But would it be possible to achieve mythos out of footage that is known for containing a certain amount of mundanity, or at least inglorious bickering? No one wanted to see Frodo arguing with Aragorn about which brand of chain mail armor they should suit up in. Then again, conversely, there were Beatlemaniacs who, having looked at trailers for “Get Back” that emphasized newfound fun-loving moments, worried that Jackson would get caught up in a whitewash of history and eliminate the tense moments that everyone remembered from the first “Let It Be” film in favor of making it feel like a real-life “Help!” sequel. Could the filmmaker really give full weight to all the moods and methods of the Beatles in their last year of existence as a band? The answer was yes, just as surely as Doris got her oats.
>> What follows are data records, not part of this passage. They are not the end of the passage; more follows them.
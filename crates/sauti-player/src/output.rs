//! Audio output using cpal

use std::collections::VecDeque;
use std::sync::atomic::{AtomicU64, Ordering};
use std::sync::{Arc, Mutex};
use std::time::Duration;

use cpal::traits::{DeviceTrait, HostTrait, StreamTrait};
use cpal::{Device, SampleFormat, SampleRate, Stream, StreamConfig};
use sauti_core::{AudioBackend, AudioOutput, Error, Result};
use tracing::{debug, info, warn};

/// Samples queued for the device callback.
///
/// `written` is the device-clock frame where queued audio ends. The
/// callback feeds frames to the device from the front and emits silence
/// when the queue runs dry, so the frame counter keeps advancing through
/// an underrun exactly like the hardware clock it mirrors.
struct Shared {
    queue: VecDeque<f32>,
    written: u64,
}

/// Queue bookkeeping for one write: the silent frames to insert ahead of
/// the samples, and the frame where queued audio will end afterwards.
///
/// `played` can run past `written` after an underrun; new audio can never
/// land before either of them.
fn placement(written: u64, played: u64, start: u64, len: u64) -> (u64, u64) {
    let base = written.max(played);
    let target = start.max(base);
    (target - base, target + len)
}

/// Backend producing devices from the host's default output.
pub struct CpalBackend {
    device: Device,
}

impl CpalBackend {
    pub fn default_device() -> Result<Self> {
        let host = cpal::default_host();
        let device = host
            .default_output_device()
            .ok_or_else(|| Error::OutputUnavailable("No output device available".to_string()))?;
        if let Ok(name) = device.name() {
            debug!("Using output device: {}", name);
        }
        Ok(Self { device })
    }

    /// Pick a supported config at the exact sample rate, preferring the
    /// fewest channels and f32 samples. The stream rate is not negotiable;
    /// resampling is the service's job.
    fn pick_config(&self, sample_rate: u32) -> Result<cpal::SupportedStreamConfig> {
        let mut candidates: Vec<_> = self
            .device
            .supported_output_configs()
            .map_err(|e| Error::OutputUnavailable(format!("Failed to get device configs: {}", e)))?
            .filter(|config| {
                config.min_sample_rate().0 <= sample_rate
                    && config.max_sample_rate().0 >= sample_rate
            })
            .collect();
        candidates.sort_by_key(|config| {
            (config.channels(), config.sample_format() != SampleFormat::F32)
        });

        candidates
            .into_iter()
            .next()
            .map(|config| config.with_sample_rate(SampleRate(sample_rate)))
            .ok_or_else(|| {
                Error::OutputUnavailable(format!("No output config supports {} Hz", sample_rate))
            })
    }
}

impl AudioBackend for CpalBackend {
    fn open(&mut self, sample_rate: u32) -> Result<Box<dyn AudioOutput>> {
        let supported = self.pick_config(sample_rate)?;
        let sample_format = supported.sample_format();
        let config: StreamConfig = supported.config();

        let shared = Arc::new(Mutex::new(Shared {
            queue: VecDeque::new(),
            written: 0,
        }));
        let played = Arc::new(AtomicU64::new(0));

        let stream = match sample_format {
            SampleFormat::F32 => {
                build_stream::<f32>(&self.device, &config, shared.clone(), played.clone())?
            }
            SampleFormat::I16 => {
                build_stream::<i16>(&self.device, &config, shared.clone(), played.clone())?
            }
            SampleFormat::U16 => {
                build_stream::<u16>(&self.device, &config, shared.clone(), played.clone())?
            }
            format => {
                return Err(Error::OutputUnavailable(format!(
                    "Unsupported sample format: {:?}",
                    format
                )))
            }
        };
        stream
            .play()
            .map_err(|e| Error::OutputUnavailable(format!("Failed to start stream: {}", e)))?;
        info!(
            "Output device open: {} Hz, {} channels, {:?}",
            sample_rate, config.channels, sample_format
        );

        Ok(Box::new(CpalOutput {
            stream,
            shared,
            played,
            sample_rate,
        }))
    }
}

fn build_stream<T: cpal::SizedSample + cpal::FromSample<f32>>(
    device: &Device,
    config: &StreamConfig,
    shared: Arc<Mutex<Shared>>,
    played: Arc<AtomicU64>,
) -> Result<Stream> {
    let channels = config.channels as usize;
    device
        .build_output_stream(
            config,
            move |data: &mut [T], _: &cpal::OutputCallbackInfo| {
                let mut shared = shared.lock().unwrap();
                for frame in data.chunks_mut(channels) {
                    let value = shared.queue.pop_front().unwrap_or(0.0);
                    for slot in frame.iter_mut() {
                        *slot = T::from_sample(value);
                    }
                    played.fetch_add(1, Ordering::Relaxed);
                }
            },
            move |err| {
                warn!("Audio output error: {}", err);
            },
            None,
        )
        .map_err(|e| Error::OutputUnavailable(format!("Failed to build output stream: {}", e)))
}

/// An open cpal stream plus the mono frame queue feeding it.
struct CpalOutput {
    stream: Stream,
    shared: Arc<Mutex<Shared>>,
    played: Arc<AtomicU64>,
    sample_rate: u32,
}

impl AudioOutput for CpalOutput {
    fn position(&self) -> Duration {
        let played = self.played.load(Ordering::Relaxed);
        Duration::from_secs_f64(played as f64 / self.sample_rate as f64)
    }

    fn write_at(&mut self, samples: &[f32], start: Duration) -> Result<()> {
        let start_frame = (start.as_secs_f64() * self.sample_rate as f64).round() as u64;
        let played = self.played.load(Ordering::Relaxed);

        let mut shared = self.shared.lock().unwrap();
        let (silence, written) = placement(
            shared.written,
            played,
            start_frame,
            samples.len() as u64,
        );
        for _ in 0..silence {
            shared.queue.push_back(0.0);
        }
        shared.queue.extend(samples.iter().copied());
        shared.written = written;
        Ok(())
    }

    fn pause(&mut self) {
        if let Err(e) = self.stream.pause() {
            warn!("Failed to pause output stream: {}", e);
        }
    }

    fn resume(&mut self) {
        if let Err(e) = self.stream.play() {
            warn!("Failed to resume output stream: {}", e);
        }
    }
}

#[cfg(test)]
mod tests {
    use super::*;

    #[test]
    fn back_to_back_writes_need_no_silence() {
        assert_eq!(placement(1000, 400, 1000, 500), (0, 1500));
    }

    #[test]
    fn first_write_on_a_late_clock_starts_now() {
        assert_eq!(placement(0, 300, 300, 100), (0, 400));
    }

    #[test]
    fn a_gap_is_padded_with_silence() {
        assert_eq!(placement(1000, 400, 1200, 100), (200, 1300));
    }

    #[test]
    fn underrun_resyncs_to_the_played_frame() {
        assert_eq!(placement(1000, 1500, 1600, 200), (100, 1800));
    }

    #[test]
    fn a_start_in_the_past_clamps_forward() {
        assert_eq!(placement(1000, 400, 900, 100), (0, 1100));
    }
}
Jackson joined Variety for an episode of “Doc Dreams,” presented by National Geographic, to discuss everything from the changing target lengths of his edits over the last four years of work to which Beatle he relates to most. (Spoiler: there’s a little bit of each Beatle in all of us, or probably should be.)

Jackson wanted to give fans a true, extended, fly-on-the-wall look at the making of the “Let It Be” album instead of the quick buzz-by they’d gotten in director Michael Lindsay-Hogg’s 1970 documentary of that same name. And, just as “Get Back” itself is largely about the Beatles re-learning the art of negotiation, the filmmaker knew it might take some negotiating to get anyone to agree with his growing conviction that the originally agreed-upon two-and-a-half-hour running time should be just a drop in the bucket.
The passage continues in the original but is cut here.